First the angels, as you have a 55g you can do it properly and get 5 or 6. They will be much more settled in this size group, as noted in our profile [click on the name, Pterophyllum scalare]. Otherwise, you may well have serious squabbling; the dominant fish of the 3 can easily hound one or both of the others to death.

Black skirt tetra [common name is Black Widow Tetra in our profiles] are not the best tankmates for angels. This tetra frequently becomes a fin nipper, and the flowing fins of the angels would be too great a temptation. A better choice would be one of the Rosy Tetra clade [several species in the genus Hyphessobrycon, check our profiles]. Not only are they far less likely to be "naughty," but they add some lovely reddish colouration to the tank.
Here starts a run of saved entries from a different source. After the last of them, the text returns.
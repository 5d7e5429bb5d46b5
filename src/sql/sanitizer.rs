//! Cleaning up scripts produced by `dotnet ef migrations script`
//!
//! The generated script wraps the migration's own statements in bookkeeping
//! that only makes sense when the script is run standalone: transactions,
//! the schema preamble, creation of the history table and the rows recording
//! each applied migration. Once the statements are embedded back into a
//! migration, EF Core does that bookkeeping itself, so it is removed here.

use std::sync::LazyLock;

use regex::{Match, Regex};

use crate::util::contains_ci;

/// Name of the history table EF Core maintains by default
pub const DEFAULT_HISTORY_TABLE: &str = "__EFMigrationsHistory";

static TRANSACTION: LazyLock<Regex> = LazyLock::new(|| {
    Regex::new(r"(?im)^[ \t]*(?:BEGIN[ \t]+TRANSACTION|START[ \t]+TRANSACTION|COMMIT)[ \t]*;[ \t]*(?:\n|$)")
        .expect("valid transaction regex")
});

static EF_PREAMBLE: LazyLock<Regex> = LazyLock::new(|| {
    Regex::new(r"(?is)DO\s+\$EF\$.*?END\s+\$EF\$\s*;").expect("valid preamble regex")
});

static BLANK_RUN: LazyLock<Regex> =
    LazyLock::new(|| Regex::new(r"\n(?:[ \t]*\n){3,}").expect("valid blank line regex"));

/// Removes EF Core bookkeeping from a generated script
#[derive(Debug, Clone)]
pub struct SqlSanitizer {
    /// `IF OBJECT_ID(N'[history]') IS NULL BEGIN ... END;`
    guarded_create: Regex,
    /// `CREATE TABLE [IF NOT EXISTS] history (`; the rest is found by scanning
    create_table: Regex,
    /// `INSERT INTO history` / `DELETE FROM history`
    history_rows: Regex,
}

impl Default for SqlSanitizer {
    fn default() -> Self {
        Self::new(DEFAULT_HISTORY_TABLE)
    }
}

impl SqlSanitizer {
    pub fn new(history_table: &str) -> Self {
        let table = regex::escape(history_table);
        // Optional schema, then the table, each bare or wrapped in [] or ""
        let qualified = format!(
            r#"(?:(?:\[[^\]]+\]|"[^"]+"|\w+)\s*\.\s*)?(?:\[{t}\]|"{t}"|\b{t}\b)"#,
            t = table
        );

        let guarded_create = Regex::new(&format!(
            r"(?is)IF\s+OBJECT_ID\s*\(\s*N?'[^']*{}[^']*'\s*\)\s+IS\s+NULL\s+BEGIN\b.*?\bEND\s*;",
            table
        ))
        .expect("valid guarded create regex");

        let create_table = Regex::new(&format!(
            r"(?is)CREATE\s+TABLE\s+(?:IF\s+NOT\s+EXISTS\s+)?{}\s*\(",
            qualified
        ))
        .expect("valid create table regex");

        let history_rows = Regex::new(&format!(
            r"(?is)(?:INSERT\s+INTO|DELETE\s+FROM)\s+{}",
            qualified
        ))
        .expect("valid history rows regex");

        Self {
            guarded_create,
            create_table,
            history_rows,
        }
    }

    /// Strip the bookkeeping from `raw` and tidy the blank lines left behind
    pub fn sanitize(&self, raw: &str) -> String {
        let mut sql = raw.replace("\r\n", "\n");

        sql = remove_preambles(&sql);
        sql = remove_matches(&sql, &self.guarded_create, |_| true);
        sql = remove_statements(&sql, &self.create_table);
        sql = remove_statements(&sql, &self.history_rows);
        sql = TRANSACTION.replace_all(&sql, "").into_owned();

        sql = drop_empty_batches(&sql);
        BLANK_RUN.replace_all(&sql, "\n\n\n").trim().to_string()
    }
}

/// Sanitize with the default history table name
pub fn sanitize_sql(raw: &str) -> String {
    SqlSanitizer::default().sanitize(raw)
}

/// Byte spans from each transaction start to its `COMMIT;`.
/// A transaction left open runs to the end of the text.
fn transaction_spans(text: &str) -> Vec<(usize, usize)> {
    let mut spans = Vec::new();
    let mut open: Option<usize> = None;
    for m in TRANSACTION.find_iter(text) {
        let is_commit = m
            .as_str()
            .trim_start()
            .get(..6)
            .is_some_and(|w| w.eq_ignore_ascii_case("COMMIT"));
        match (is_commit, open) {
            (true, Some(start)) => {
                spans.push((start, m.end()));
                open = None;
            }
            (false, None) => open = Some(m.start()),
            _ => {}
        }
    }
    if let Some(start) = open {
        spans.push((start, text.len()));
    }
    spans
}

/// Remove the schema preamble the tool emits ahead of each migration.
///
/// Only blocks outside every migration transaction are preamble. The same
/// block inside a transaction comes from the migration's own `EnsureSchema`
/// and stays.
fn remove_preambles(text: &str) -> String {
    let transactions = transaction_spans(text);
    remove_matches(text, &EF_PREAMBLE, |m| {
        contains_ci(m.as_str(), "pg_namespace")
            && !transactions
                .iter()
                .any(|&(start, end)| m.start() >= start && m.end() <= end)
    })
}

/// Remove every match of `pattern` that `accept` allows
fn remove_matches(text: &str, pattern: &Regex, accept: impl Fn(&Match) -> bool) -> String {
    let spans: Vec<(usize, usize)> = pattern
        .find_iter(text)
        .filter(|m| accept(m))
        .map(|m| (m.start(), m.end()))
        .collect();
    cut_spans(text, &spans)
}

/// Remove every statement starting at a match of `pattern`, up to its `;`
fn remove_statements(text: &str, pattern: &Regex) -> String {
    let mut spans = Vec::new();
    let mut from = 0;
    while let Some(m) = pattern.find_at(text, from) {
        let end = statement_end(text, m.start());
        spans.push((m.start(), end));
        from = end.max(m.end());
        if from >= text.len() {
            break;
        }
    }
    cut_spans(text, &spans)
}

/// Offset just past the `;` ending the statement at `start`.
///
/// Parentheses must be balanced and quoted text is skipped. A statement that
/// never terminates runs to the end of the text.
fn statement_end(text: &str, start: usize) -> usize {
    let bytes = text.as_bytes();
    let mut depth = 0usize;
    let mut quote: Option<u8> = None;
    let mut i = start;
    while i < bytes.len() {
        let b = bytes[i];
        match quote {
            Some(q) if b == q => quote = None,
            Some(_) => {}
            None => match b {
                b'\'' | b'"' => quote = Some(b),
                b'(' => depth += 1,
                b')' => depth = depth.saturating_sub(1),
                b';' if depth == 0 => return i + 1,
                _ => {}
            },
        }
        i += 1;
    }
    bytes.len()
}

/// Delete the given byte spans, taking along the rest of each span's line
/// when nothing but whitespace remains on it.
fn cut_spans(text: &str, spans: &[(usize, usize)]) -> String {
    if spans.is_empty() {
        return text.to_string();
    }

    let bytes = text.as_bytes();
    let mut out = String::with_capacity(text.len());
    let mut cursor = 0;
    for &(start, end) in spans {
        if start < cursor {
            continue;
        }
        let mut line_start = start;
        while line_start > cursor && matches!(bytes[line_start - 1], b' ' | b'\t') {
            line_start -= 1;
        }
        let mut line_end = end;
        while line_end < bytes.len() && matches!(bytes[line_end], b' ' | b'\t') {
            line_end += 1;
        }
        let whole_line = (line_start == 0 || bytes[line_start - 1] == b'\n')
            && (line_end == bytes.len() || bytes[line_end] == b'\n');

        if whole_line {
            out.push_str(&text[cursor..line_start]);
            cursor = (line_end + 1).min(bytes.len());
        } else {
            out.push_str(&text[cursor..start]);
            cursor = end;
        }
    }
    out.push_str(&text[cursor..]);
    out
}

/// Drop `GO` separators that close a batch with nothing left in it
fn drop_empty_batches(text: &str) -> String {
    let mut out = Vec::new();
    let mut batch_has_content = false;
    for line in text.split('\n') {
        if line.trim().eq_ignore_ascii_case("GO") {
            if batch_has_content {
                out.push(line);
            }
            batch_has_content = false;
            continue;
        }
        if !line.trim().is_empty() {
            batch_has_content = true;
        }
        out.push(line);
    }
    out.join("\n")
}
//! Retargeting designer files to the primary migration
//!
//! A designer file carries the migration's identity twice: the argument of
//! `[Migration("...")]` and the `partial class` name. Both are rewritten to
//! the primary migration. The designer of the newest squashed migration is
//! the one kept, because its `BuildTargetModel` describes the final model.

use std::path::{Path, PathBuf};
use std::sync::LazyLock;

use regex::{Captures, Regex};

use super::catalog::DESCRIPTOR_SUFFIX;
use super::source::SourceText;
use super::unit::MigrationId;
use crate::error::SquashError;

static MIGRATION_ATTRIBUTE: LazyLock<Regex> = LazyLock::new(|| {
    Regex::new(r#"(\[\s*Migration\s*\(\s*")([^"]*)("\s*\)\s*\])"#)
        .expect("valid migration attribute regex")
});

static PARTIAL_CLASS: LazyLock<Regex> = LazyLock::new(|| {
    Regex::new(r"(\bpartial\s+class\s+)(@?[A-Za-z_][A-Za-z0-9_]*)").expect("valid class regex")
});

/// Rewrite the identity attribute and class name to match `primary`.
///
/// Either replacement is skipped silently when its target is absent.
pub fn rewrite_descriptor(text: &str, primary: &MigrationId) -> String {
    let id = primary.to_string();
    let text = MIGRATION_ATTRIBUTE.replacen(text, 1, |caps: &Captures| {
        format!("{}{}{}", &caps[1], id, &caps[3])
    });
    PARTIAL_CLASS
        .replacen(&text, 1, |caps: &Captures| {
            format!("{}{}", &caps[1], primary.class_name())
        })
        .into_owned()
}

/// Path the primary migration's designer file must live at
pub fn descriptor_path(dir: &Path, primary: &MigrationId) -> PathBuf {
    dir.join(format!("{}{}", primary, DESCRIPTOR_SUFFIX))
}

/// Move `source` to the primary's designer path and rewrite it there.
///
/// An existing file at the destination is replaced. Returns the final path.
pub fn relocate_descriptor(
    source: &Path,
    dir: &Path,
    primary: &MigrationId,
) -> Result<PathBuf, SquashError> {
    let target = descriptor_path(dir, primary);

    if source != target {
        if target.exists() {
            std::fs::remove_file(&target).map_err(|e| SquashError::FileRemove {
                path: target.clone(),
                source: e,
            })?;
        }
        std::fs::rename(source, &target).map_err(|e| SquashError::FileRename {
            from: source.to_path_buf(),
            to: target.clone(),
            source: e,
        })?;
    }

    let text = SourceText::read(&target)?;
    let rewritten = rewrite_descriptor(&text.lines.join("\n"), primary);
    text.with_lines(rewritten.lines().map(str::to_string).collect())
        .write(&target)?;

    Ok(target)
}
//! Collecting, merging and placing `using` directives
//!
//! The merged set is inserted directly after the namespace declaration of the
//! primary migration, replacing whatever directives already sit there. Only
//! that block is rewritten: directives elsewhere in the file (typically the
//! file-global ones above the namespace) are left as they are, so the same
//! directive can end up both above and inside the namespace.

use std::collections::BTreeSet;
use std::sync::LazyLock;

use regex::Regex;

use crate::util::{leading_whitespace, INDENT};

static IMPORT: LazyLock<Regex> = LazyLock::new(|| {
    Regex::new(
        r"^\s*(?:global\s+)?using\s+(?:static\s+)?(?:@?[A-Za-z_]\w*\s*=\s*)?@?[A-Za-z_][\w.]*(?:<[^;]*>)?\s*;\s*$",
    )
    .expect("valid using regex")
});

static NAMESPACE: LazyLock<Regex> = LazyLock::new(|| {
    Regex::new(r"^\s*namespace\s+@?[A-Za-z_][\w.]*\s*(;|\{)?\s*(//.*)?$").expect("valid namespace regex")
});

/// Unique import declarations, ordered lexicographically
#[derive(Debug, Clone, Default, PartialEq, Eq)]
pub struct ImportSet(BTreeSet<String>);

impl ImportSet {
    pub fn new() -> Self {
        Self::default()
    }

    /// Insert a declaration; identity is the trimmed text, case-sensitive
    pub fn insert(&mut self, declaration: &str) -> bool {
        self.0.insert(declaration.trim().to_string())
    }

    pub fn merge(&mut self, other: &ImportSet) {
        self.0.extend(other.0.iter().cloned());
    }

    /// Union of any number of sets
    pub fn merged<'a>(sets: impl IntoIterator<Item = &'a ImportSet>) -> ImportSet {
        let mut out = ImportSet::new();
        for set in sets {
            out.merge(set);
        }
        out
    }

    pub fn contains(&self, declaration: &str) -> bool {
        self.0.contains(declaration.trim())
    }

    pub fn iter(&self) -> impl Iterator<Item = &str> {
        self.0.iter().map(String::as_str)
    }

    pub fn len(&self) -> usize {
        self.0.len()
    }

    pub fn is_empty(&self) -> bool {
        self.0.is_empty()
    }
}

impl<'a> FromIterator<&'a str> for ImportSet {
    fn from_iter<I: IntoIterator<Item = &'a str>>(iter: I) -> Self {
        let mut set = ImportSet::new();
        for declaration in iter {
            set.insert(declaration);
        }
        set
    }
}

pub fn is_import(line: &str) -> bool {
    IMPORT.is_match(line)
}

/// Every import declaration in a file
pub fn collect_imports<S: AsRef<str>>(lines: &[S]) -> ImportSet {
    lines
        .iter()
        .map(|l| l.as_ref())
        .filter(|l| is_import(l))
        .collect()
}

/// Where the merged block goes and how it is indented
struct Placement {
    insert_at: usize,
    indent: String,
    blank_before: bool,
}

fn find_placement<S: AsRef<str>>(lines: &[S]) -> Placement {
    let Some(ns_idx) = lines.iter().position(|l| NAMESPACE.is_match(l.as_ref())) else {
        // No namespace: the block at the first directive, or the top of the file
        let insert_at = lines.iter().position(|l| is_import(l.as_ref())).unwrap_or(0);
        return Placement {
            insert_at,
            indent: String::new(),
            blank_before: false,
        };
    };

    let ns_line = lines[ns_idx].as_ref();
    let ns_indent = leading_whitespace(ns_line);
    let terminator = NAMESPACE
        .captures(ns_line)
        .and_then(|c| c.get(1))
        .map(|m| m.as_str());

    match terminator {
        Some(";") => Placement {
            insert_at: ns_idx + 1,
            indent: ns_indent.to_string(),
            blank_before: true,
        },
        Some(_) => Placement {
            insert_at: ns_idx + 1,
            indent: format!("{}{}", ns_indent, INDENT),
            blank_before: false,
        },
        None => {
            let brace = lines[ns_idx + 1..]
                .iter()
                .position(|l| l.as_ref().trim_start().starts_with('{'))
                .map(|offset| ns_idx + 1 + offset);
            Placement {
                insert_at: brace.map_or(ns_idx + 1, |b| b + 1),
                indent: format!("{}{}", ns_indent, INDENT),
                blank_before: false,
            }
        }
    }
}

/// Replace the directives right after the namespace declaration with `imports`
pub fn place_imports<S: AsRef<str>>(lines: &[S], imports: &ImportSet) -> Vec<String> {
    let owned: Vec<String> = lines.iter().map(|l| l.as_ref().to_string()).collect();
    if imports.is_empty() {
        return owned;
    }

    let placement = find_placement(&owned);

    let mut end = placement.insert_at;
    while end < owned.len() && (owned[end].trim().is_empty() || is_import(&owned[end])) {
        end += 1;
    }

    let mut out = Vec::with_capacity(owned.len() + imports.len() + 2);
    out.extend_from_slice(&owned[..placement.insert_at]);
    if placement.blank_before {
        out.push(String::new());
    }
    for declaration in imports.iter() {
        out.push(format!("{}{}", placement.indent, declaration));
    }
    if end < owned.len() {
        out.push(String::new());
    }
    out.extend_from_slice(&owned[end..]);
    out
}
And as you have the space, even with 5-6 angels, I would increase the group from 6 to 8 or 9. Here again, the more fish in the group the less likelihood of trouble.

Byron.

Byron Hosking, BMus, MA
Vancouver, BC, Canada

The aquarist is one who must learn the ways of the biologist, the chemist, and the veterinarian. [unknown source]

Something we all need to remember: The fish you've acquired was quite happy not being owned by you, minding its own business. If youíre going to take it under your wing then youíre responsible for it. Every aspect of its life is under your control, from water quality and temperature to swimming space. [Nathan Hill in PFK]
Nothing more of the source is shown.